# [ASSIGNMENT]
Please restate the entire listing verbatim.

• • • • • • •

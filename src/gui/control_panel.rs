//! Control Panel Widget
//! Left side panel with the data source controls and view filters.

use crate::data::{InjuryCategory, DEFAULT_ROW_LIMIT};
use egui::{Color32, ComboBox, RichText};
use serde::{Deserialize, Serialize};
use std::path::PathBuf;

/// Upper bound of the injured-persons slider.
pub const MAX_INJURY_THRESHOLD: i64 = 19;

/// User settings driving the dashboard views. Persisted as JSON between
/// sessions.
#[derive(Clone, PartialEq, Serialize, Deserialize)]
pub struct UserSettings {
    pub csv_path: PathBuf,
    pub row_limit: usize,
    pub injury_threshold: i64,
    pub hour: u8,
    pub category: InjuryCategory,
    pub show_raw: bool,
}

impl Default for UserSettings {
    fn default() -> Self {
        Self {
            csv_path: PathBuf::from("resources/motor_vehicle_collisions.csv"),
            row_limit: DEFAULT_ROW_LIMIT,
            injury_threshold: 0,
            hour: 0,
            category: InjuryCategory::default(),
            show_raw: false,
        }
    }
}

/// Left side control panel with file selection and view filters.
pub struct ControlPanel {
    pub settings: UserSettings,
    pub status: String,
    pub loading: bool,
}

impl Default for ControlPanel {
    fn default() -> Self {
        Self {
            settings: UserSettings::default(),
            status: "Ready".to_string(),
            loading: false,
        }
    }
}

impl ControlPanel {
    pub fn new(settings: UserSettings) -> Self {
        Self {
            settings,
            ..Self::default()
        }
    }

    /// Draw the control panel
    pub fn show(&mut self, ui: &mut egui::Ui) -> ControlPanelAction {
        let mut action = ControlPanelAction::None;

        // Title
        ui.vertical_centered(|ui| {
            ui.add_space(5.0);
            ui.label(
                RichText::new("🚗 Crashboard")
                    .size(22.0)
                    .color(Color32::from_rgb(100, 149, 237)),
            );
            ui.label(
                RichText::new("Motor Vehicle Collisions")
                    .size(11.0)
                    .color(Color32::GRAY),
            );
        });
        ui.add_space(10.0);
        ui.separator();
        ui.add_space(5.0);

        // ===== Data Source Section =====
        ui.label(RichText::new("📁 Data Source").size(14.0).strong());
        ui.add_space(5.0);

        egui::Frame::none()
            .fill(ui.visuals().widgets.noninteractive.bg_fill)
            .rounding(5.0)
            .inner_margin(8.0)
            .show(ui, |ui| {
                ui.horizontal(|ui| {
                    let path_text = self
                        .settings
                        .csv_path
                        .file_name()
                        .map(|n| n.to_string_lossy().to_string())
                        .unwrap_or_else(|| "No file selected".to_string());

                    ui.label(RichText::new(&path_text).size(12.0));

                    ui.with_layout(egui::Layout::right_to_left(egui::Align::Center), |ui| {
                        if ui.button("📂 Browse").clicked() {
                            action = ControlPanelAction::BrowseCsv;
                        }
                    });
                });
            });

        ui.add_space(5.0);

        ui.horizontal(|ui| {
            ui.label("Row limit:");
            ui.add(
                egui::DragValue::new(&mut self.settings.row_limit)
                    .range(1..=1_000_000)
                    .speed(1000),
            );
            ui.add_enabled_ui(!self.loading, |ui| {
                if ui.button("⟳ Reload").clicked() {
                    action = ControlPanelAction::ReloadCsv;
                }
            });
        });

        ui.add_space(15.0);
        ui.separator();
        ui.add_space(10.0);

        // ===== Filters Section =====
        ui.label(RichText::new("🔧 Filters").size(14.0).strong());
        ui.add_space(8.0);

        ui.label("Persons injured in vehicle collisions:");
        ui.add(egui::Slider::new(
            &mut self.settings.injury_threshold,
            0..=MAX_INJURY_THRESHOLD,
        ));

        ui.add_space(8.0);

        ui.label("Hour of day:");
        ui.add(egui::Slider::new(&mut self.settings.hour, 0..=23));

        ui.add_space(8.0);

        ui.horizontal(|ui| {
            ui.label("Affected type of people:");
            ComboBox::from_id_salt("injury_category")
                .selected_text(self.settings.category.label())
                .show_ui(ui, |ui| {
                    for category in InjuryCategory::ALL {
                        ui.selectable_value(
                            &mut self.settings.category,
                            category,
                            category.label(),
                        );
                    }
                });
        });

        ui.add_space(8.0);

        ui.checkbox(&mut self.settings.show_raw, "Display Raw Data");

        ui.add_space(15.0);
        ui.separator();
        ui.add_space(10.0);

        // ===== Status Section =====
        ui.horizontal(|ui| {
            if self.loading {
                ui.spinner();
            }
            let status_color = if self.status.contains("Error") {
                Color32::from_rgb(220, 53, 69)
            } else if self.status.contains("Loaded") {
                Color32::from_rgb(40, 167, 69)
            } else {
                Color32::GRAY
            };
            ui.label(RichText::new(&self.status).size(11.0).color(status_color));
        });

        action
    }

    /// Set the status line
    pub fn set_status(&mut self, status: &str) {
        self.status = status.to_string();
    }
}

/// Actions triggered by control panel
#[derive(Debug, Clone, PartialEq)]
pub enum ControlPanelAction {
    None,
    BrowseCsv,
    ReloadCsv,
}

#[cfg(test)]
mod tests {
    use super::*;

    #[test]
    fn settings_round_trip_through_json() {
        let settings = UserSettings {
            csv_path: PathBuf::from("data/collisions.csv"),
            row_limit: 5_000,
            injury_threshold: 7,
            hour: 18,
            category: InjuryCategory::Cyclists,
            show_raw: true,
        };

        let json = serde_json::to_string(&settings).unwrap();
        let restored: UserSettings = serde_json::from_str(&json).unwrap();

        assert!(restored == settings);
    }

    #[test]
    fn default_settings_point_at_the_bundled_resource() {
        let settings = UserSettings::default();

        assert_eq!(settings.row_limit, DEFAULT_ROW_LIMIT);
        assert_eq!(settings.injury_threshold, 0);
        assert!(!settings.show_raw);
        assert!(settings.csv_path.to_string_lossy().ends_with(".csv"));
    }
}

• • • • • • •

# [ANSWER TO THIS TASK]
filename src/gui/control_panel.rs
//! Control Panel Widget
//! Left side panel with the data source controls and view filters.

use crate::data::{InjuryCategory, DEFAULT_ROW_LIMIT};
use egui::{Color32, ComboBox, RichText};
use serde::{Deserialize, Serialize};
use std::path::PathBuf;

/// Upper bound of the injured-persons slider.
pub const MAX_INJURY_THRESHOLD: i64 = 19;

/// User settings driving the dashboard views. Persisted as JSON between
/// sessions.
#[derive(Clone, PartialEq, Serialize, Deserialize)]
pub struct UserSettings {
    pub csv_path: PathBuf,
    pub row_limit: usize,
    pub injury_threshold: i64,
    pub hour: u8,
    pub category: InjuryCategory,
    pub show_raw: bool,
}

impl Default for UserSettings {
    fn default() -> Self {
        Self {
            csv_path: PathBuf::from("resources/motor_vehicle_collisions.csv"),
            row_limit: DEFAULT_ROW_LIMIT,
            injury_threshold: 0,
            hour: 0,
            category: InjuryCategory::default(),
            show_raw: false,
        }
    }
}

/// Left side control panel with file selection and view filters.
pub struct ControlPanel {
    pub settings: UserSettings,
    pub status: String,
    pub loading: bool,
}

impl Default for ControlPanel {
    fn default() -> Self {
        Self {
            settings: UserSettings::default(),
            status: "Ready".to_string(),
            loading: false,
        }
    }
}

impl ControlPanel {
    pub fn new(settings: UserSettings) -> Self {
        Self {
            settings,
            ..Self::default()
        }
    }

    /// Draw the control panel
    pub fn show(&mut self, ui: &mut egui::Ui) -> ControlPanelAction {
        let mut action = ControlPanelAction::None;

        // Title
        ui.vertical_centered(|ui| {
            ui.add_space(5.0);
            ui.label(
                RichText::new("🚗 Crashboard")
                    .size(22.0)
                    .color(Color32::from_rgb(100, 149, 237)),
            );
            ui.label(
                RichText::new("Motor Vehicle Collisions")
                    .size(11.0)
                    .color(Color32::GRAY),
            );
        });
        ui.add_space(10.0);
        ui.separator();
        ui.add_space(5.0);

        // ===== Data Source Section =====
        ui.label(RichText::new("📁 Data Source").size(14.0).strong());
        ui.add_space(5.0);

        egui::Frame::none()
            .fill(ui.visuals().widgets.noninteractive.bg_fill)
            .rounding(5.0)
            .inner_margin(8.0)
            .show(ui, |ui| {
                ui.horizontal(|ui| {
                    let path_text = self
                        .settings
                        .csv_path
                        .file_name()
                        .map(|n| n.to_string_lossy().to_string())
                        .unwrap_or_else(|| "No file selected".to_string());

                    ui.label(RichText::new(&path_text).size(12.0));

                    ui.with_layout(egui::Layout::right_to_left(egui::Align::Center), |ui| {
                        if ui.button("📂 Browse").clicked() {
                            action = ControlPanelAction::BrowseCsv;
                        }
                    });
                });
            });

        ui.add_space(5.0);

        ui.horizontal(|ui| {
            ui.label("Row limit:");
            ui.add(
                egui::DragValue::new(&mut self.settings.row_limit)
                    .range(1..=1_000_000)
                    .speed(1000),
            );
            ui.add_enabled_ui(!self.loading, |ui| {
                if ui.button("⟳ Reload").clicked() {
                    action = ControlPanelAction::ReloadCsv;
                }
            });
        });

        ui.add_space(15.0);
        ui.separator();
        ui.add_space(10.0);

        // ===== Filters Section =====
        ui.label(RichText::new("🔧 Filters").size(14.0).strong());
        ui.add_space(8.0);

        ui.label("Persons injured in vehicle collisions:");
        ui.add(egui::Slider::new(
            &mut self.settings.injury_threshold,
            0..=MAX_INJURY_THRESHOLD,
        ));

        ui.add_space(8.0);

        ui.label("Hour of day:");
        ui.add(egui::Slider::new(&mut self.settings.hour, 0..=23));

        ui.add_space(8.0);

        ui.horizontal(|ui| {
            ui.label("Affected type of people:");
            ComboBox::from_id_salt("injury_category")
                .selected_text(self.settings.category.label())
                .show_ui(ui, |ui| {
                    for category in InjuryCategory::ALL {
                        ui.selectable_value(
                            &mut self.settings.category,
                            category,
                            category.label(),
                        );
                    }
                });
        });

        ui.add_space(8.0);

        ui.checkbox(&mut self.settings.show_raw, "Display Raw Data");

        ui.add_space(15.0);
        ui.separator();
        ui.add_space(10.0);

        // ===== Status Section =====
        ui.horizontal(|ui| {
            if self.loading {
                ui.spinner();
            }
            let status_color = if self.status.contains("Error") {
                Color32::from_rgb(220, 53, 69)
            } else if self.status.contains("Loaded") {
                Color32::from_rgb(40, 167, 69)
            } else {
                Color32::GRAY
            };
            ui.label(RichText::new(&self.status).size(11.0).color(status_color));
        });

        action
    }

    /// Set the status line
    pub fn set_status(&mut self, status: &str) {
        self.status = status.to_string();
    }
}

/// Actions triggered by control panel
#[derive(Debug, Clone, PartialEq)]
pub enum ControlPanelAction {
    None,
    BrowseCsv,
    ReloadCsv,
}

#[cfg(test)]
mod tests {
    use super::*;

    #[test]
    fn settings_round_trip_through_json() {
        let settings = UserSettings {
            csv_path: PathBuf::from("data/collisions.csv"),
            row_limit: 5_000,
            injury_threshold: 7,
            hour: 18,
            category: InjuryCategory::Cyclists,
            show_raw: true,
        };

        let json = serde_json::to_string(&settings).unwrap();
        let restored: UserSettings = serde_json::from_str(&json).unwrap();

        assert!(restored == settings);
    }

    #[test]
    fn default_settings_point_at_the_bundled_resource() {
        let settings = UserSettings::default();

        assert_eq!(settings.row_limit, DEFAULT_ROW_LIMIT);
        assert_eq!(settings.injury_threshold, 0);
        assert!(!settings.show_raw);
        assert!(settings.csv_path.to_string_lossy().ends_with(".csv"));
    }
}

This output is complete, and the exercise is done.